Here, where all of the alleged federal violations are based only on the failure to include certain information or the inclusion of misinformation in a press release, the substantial assistance must relate to the press release. Yet there are no facts alleged which show any assistance in the preparation or dissemination of this document. The involvement of SFREI in the sale, which may have facilitated the liquidation and the defeat of the tender offer, is not dispositive of this inquiry; indeed, it may furnish nothing more than an alleged motive to aid the ex-trustees. Thus, even if we were to accept as true plaintiffs' allegations of scienter, the lack of substantial assistance to the federal violation would doom the aiding and abetting claim which is a necessary prerequisite to the use of the federal statutory basis for jurisdiction.

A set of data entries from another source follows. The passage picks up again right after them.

//! Error types and axum `IntoResponse` implementation.

use axum::{
  Json,
  http::StatusCode,
  response::{IntoResponse, Response},
};
use barangay_api::ApiError;
use serde_json::json;
use thiserror::Error;

#[derive(Debug, Error)]
pub enum Error {
  #[error("invalid username or password")]
  InvalidCredentials,

  #[error("password hashing failed: {0}")]
  PasswordHash(String),

  #[error(transparent)]
  Api(#[from] ApiError),
}

/// A [`crate::ServerConfig`] that cannot be served.
#[derive(Debug, Error)]
pub enum ConfigError {
  #[error("session_ttl_hours must be between 1 and {max}, got {got}")]
  SessionTtl { got: i64, max: i64 },

  #[error("admin_password_hash is not an argon2 PHC string: {0}")]
  AdminPasswordHash(String),
}

impl Error {
  /// Wrap a store error.
  pub fn store<E: Into<barangay_core::Error>>(err: E) -> Self { Self::Api(ApiError::store(err)) }
}

impl IntoResponse for Error {
  fn into_response(self) -> Response {
    match self {
      Error::InvalidCredentials => (
        StatusCode::UNAUTHORIZED,
        Json(json!({ "error": "Please enter a correct username and password." })),
      )
        .into_response(),
      Error::PasswordHash(msg) => {
        tracing::error!(error = %msg, "password hashing failed");
        (
          StatusCode::INTERNAL_SERVER_ERROR,
          Json(json!({ "error": "Internal server error." })),
        )
          .into_response()
      }
      Error::Api(e) => e.into_response(),
    }
  }
}
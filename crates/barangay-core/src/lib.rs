//! Core types and trait definitions for the barangay civil registry.
//!
//! This crate is deliberately free of HTTP and database dependencies.
//! All other crates depend on it.

pub mod error;
pub mod form;
pub mod household;
pub mod ident;
pub mod query;
pub mod resident;
pub mod staff;
pub mod store;

pub use error::{Error, Result, ValidationErrors};
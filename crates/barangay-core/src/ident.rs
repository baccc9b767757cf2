//! Human-readable sequential identifiers (`RES-0001`, `HH-0001`).
//!
//! This module only does the arithmetic. Serialising "read the last
//! identifier, then insert the next one" is the store's job; see
//! [`crate::store::RegistryStore`].

use serde::{Deserialize, Serialize};

use crate::{Error, Result};

/// Longest identifier a record may carry, prefix included.
pub const MAX_IDENTIFIER_LEN: usize = 20;

/// Most digits a caller-supplied identifier may carry. Any sequence number
/// of this width can still be incremented within `u64`.
pub const MAX_SEQUENCE_DIGITS: usize = 16;

/// The two record kinds that carry a generated identifier.
#[derive(
  Debug,
  Clone,
  Copy,
  PartialEq,
  Eq,
  Hash,
  Serialize,
  Deserialize,
  strum::Display,
  strum::EnumString,
  strum::AsRefStr,
)]
#[serde(rename_all = "lowercase")]
#[strum(serialize_all = "lowercase")]
pub enum EntityKind {
  Resident,
  Household,
}

impl EntityKind {
  /// The identifier prefix, without the trailing `-`.
  pub fn prefix(self) -> &'static str {
    match self {
      Self::Resident => "RES",
      Self::Household => "HH",
    }
  }

  /// Format sequence number `n` as an identifier of this kind.
  ///
  /// Zero-padded to four digits; larger numbers simply grow wider.
  pub fn format(self, n: u64) -> String { format!("{}-{n:04}", self.prefix()) }

  /// Whether `candidate` looks like an identifier of this kind:
  /// `<PREFIX>-` followed by 4 to [`MAX_SEQUENCE_DIGITS`] ASCII digits.
  pub fn is_well_formed(self, candidate: &str) -> bool {
    candidate
      .strip_prefix(self.prefix())
      .and_then(|rest| rest.strip_prefix('-'))
      .is_some_and(|digits| {
        (4..=MAX_SEQUENCE_DIGITS).contains(&digits.len())
          && digits.bytes().all(|b| b.is_ascii_digit())
      })
  }
}

/// Parse the numeric part of a stored identifier: the segment between the
/// first and second `-`. Anything after a second `-` is ignored.
pub fn parse_sequence(identifier: &str) -> Result<u64> {
  identifier
    .split('-')
    .nth(1)
    .and_then(|digits| digits.parse::<u64>().ok())
    .ok_or_else(|| Error::InvalidIdentifierFormat(identifier.to_owned()))
}

/// Compute the identifier that follows `last`, the identifier of the most
/// recently inserted record of `kind`. Starts at 1 when there is none.
pub fn next_identifier(kind: EntityKind, last: Option<&str>) -> Result<String> {
  let next = match last {
    Some(id) => parse_sequence(id)?
      .checked_add(1)
      .ok_or_else(|| Error::InvalidIdentifierFormat(id.to_owned()))?,
    None => 1,
  };
  Ok(kind.format(next))
}

#[cfg(test)]
mod tests {
  use super::*;

  #[test]
  fn first_identifier_starts_at_one() {
    assert_eq!(
      next_identifier(EntityKind::Resident, None).unwrap(),
      "RES-0001"
    );
    assert_eq!(
      next_identifier(EntityKind::Household, None).unwrap(),
      "HH-0001"
    );
  }

  #[test]
  fn increments_last_identifier() {
    assert_eq!(
      next_identifier(EntityKind::Resident, Some("RES-0041")).unwrap(),
      "RES-0042"
    );
  }

  #[test]
  fn grows_past_four_digits() {
    assert_eq!(
      next_identifier(EntityKind::Household, Some("HH-9999")).unwrap(),
      "HH-10000"
    );
    assert_eq!(
      next_identifier(EntityKind::Household, Some("HH-10000")).unwrap(),
      "HH-10001"
    );
  }

  #[test]
  fn malformed_suffix_is_an_error() {
    let err = next_identifier(EntityKind::Resident, Some("RES-00A1")).unwrap_err();
    assert!(matches!(err, Error::InvalidIdentifierFormat(ref s) if s == "RES-00A1"));

    let err = next_identifier(EntityKind::Resident, Some("RES0001")).unwrap_err();
    assert!(matches!(err, Error::InvalidIdentifierFormat(_)));
  }

  #[test]
  fn well_formed_check() {
    assert!(EntityKind::Resident.is_well_formed("RES-0001"));
    assert!(EntityKind::Resident.is_well_formed("RES-12345"));
    assert!(!EntityKind::Resident.is_well_formed("RES-001"));
    assert!(!EntityKind::Resident.is_well_formed("HH-0001"));
    assert!(!EntityKind::Household.is_well_formed("HH-00x1"));
  }

  #[test]
  fn well_formed_caps_digit_count() {
    let widest = format!("HH-{}", "9".repeat(MAX_SEQUENCE_DIGITS));
    assert!(EntityKind::Household.is_well_formed(&widest));
    assert!(widest.len() <= MAX_IDENTIFIER_LEN);

    let wider = format!("HH-{}", "9".repeat(MAX_SEQUENCE_DIGITS + 1));
    assert!(!EntityKind::Household.is_well_formed(&wider));
    assert!(!EntityKind::Household.is_well_formed("HH-18446744073709551615"));
    assert!(!EntityKind::Household.is_well_formed("HH-99999999999999999999"));
  }

  #[test]
  fn widest_accepted_identifier_can_be_incremented() {
    let widest = format!("RES-{}", "9".repeat(MAX_SEQUENCE_DIGITS));
    let next = next_identifier(EntityKind::Resident, Some(&widest)).unwrap();
    assert_eq!(next, format!("RES-1{}", "0".repeat(MAX_SEQUENCE_DIGITS)));
    assert!(next_identifier(EntityKind::Resident, Some(&next)).is_ok());
  }

  #[test]
  fn sequence_overflow_is_an_error() {
    let last = format!("HH-{}", u64::MAX);
    let err = next_identifier(EntityKind::Household, Some(&last)).unwrap_err();
    assert!(matches!(err, Error::InvalidIdentifierFormat(ref s) if *s == last));

    let err = next_identifier(EntityKind::Household, Some("HH-99999999999999999999"))
      .unwrap_err();
    assert!(matches!(err, Error::InvalidIdentifierFormat(_)));
  }

  #[test]
  fn only_the_second_segment_is_parsed() {
    assert_eq!(parse_sequence("RES-0001-A").unwrap(), 1);
    assert_eq!(
      next_identifier(EntityKind::Resident, Some("RES-0007-OLD")).unwrap(),
      "RES-0008"
    );
  }

  #[test]
  fn kind_display_is_lowercase() {
    assert_eq!(EntityKind::Resident.to_string(), "resident");
    assert_eq!("household".parse::<EntityKind>().unwrap(), EntityKind::Household);
  }
}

Plaintiffs attempt to salvage their federal claims against SFREI by asserting that SFREI's failure to act to disseminate correct information constitutes the requisite assistance. But "inaction can create aider and abetter liability only when there is a conscious or reckless violation of an independent duty to act." IIT, an Int'l Investment Trust v. Cornfeld, 619 F.2d 909, 927 (2d Cir. 1980). Plaintiffs argue that SFREI had an independent duty to act because it took the buildings with knowledge that the sale violated the ex-trustees' fiduciary duties to the shareholders and thus became "constructive trustees." But even if a constructive trust existed because of these circumstances, it would not impose any duty beyond a duty to make restitution. 5 Scott, Trusts [3d ed.] § 462.4. Therefore, the attempt to find aiding and abetting liability in SFREI's failure to act cannot succeeed.
Plaintiffs also seek to base jurisdiction on the New York long arm statute. See N.Y. Civ.Prac.Law § 302(a) (1) (McKinney) (transaction of business). The amended complaint does enumerate additional contacts with New York. Amended Complaint at P8A (alleging that there were mail and telephone contacts with New York in connection with two agreements which were collateral to the sale of one of the buildings, that SFREI retained a New York law firm to advise it about the sale, and that, as a result of the telephone call mentioned above and prior to the negotiations with SFREI in Toronto, a meeting took place in New York between a representative of an investment bank and one of the ex-trustees). Despite these additions to the complaint, plaintiffs still do not show that their cause of action arises out of a transaction of business in New York, as required by the statute.
Since there is no statutory basis for personal jurisdiction,
The Court grants SFREI's motion to dismiss.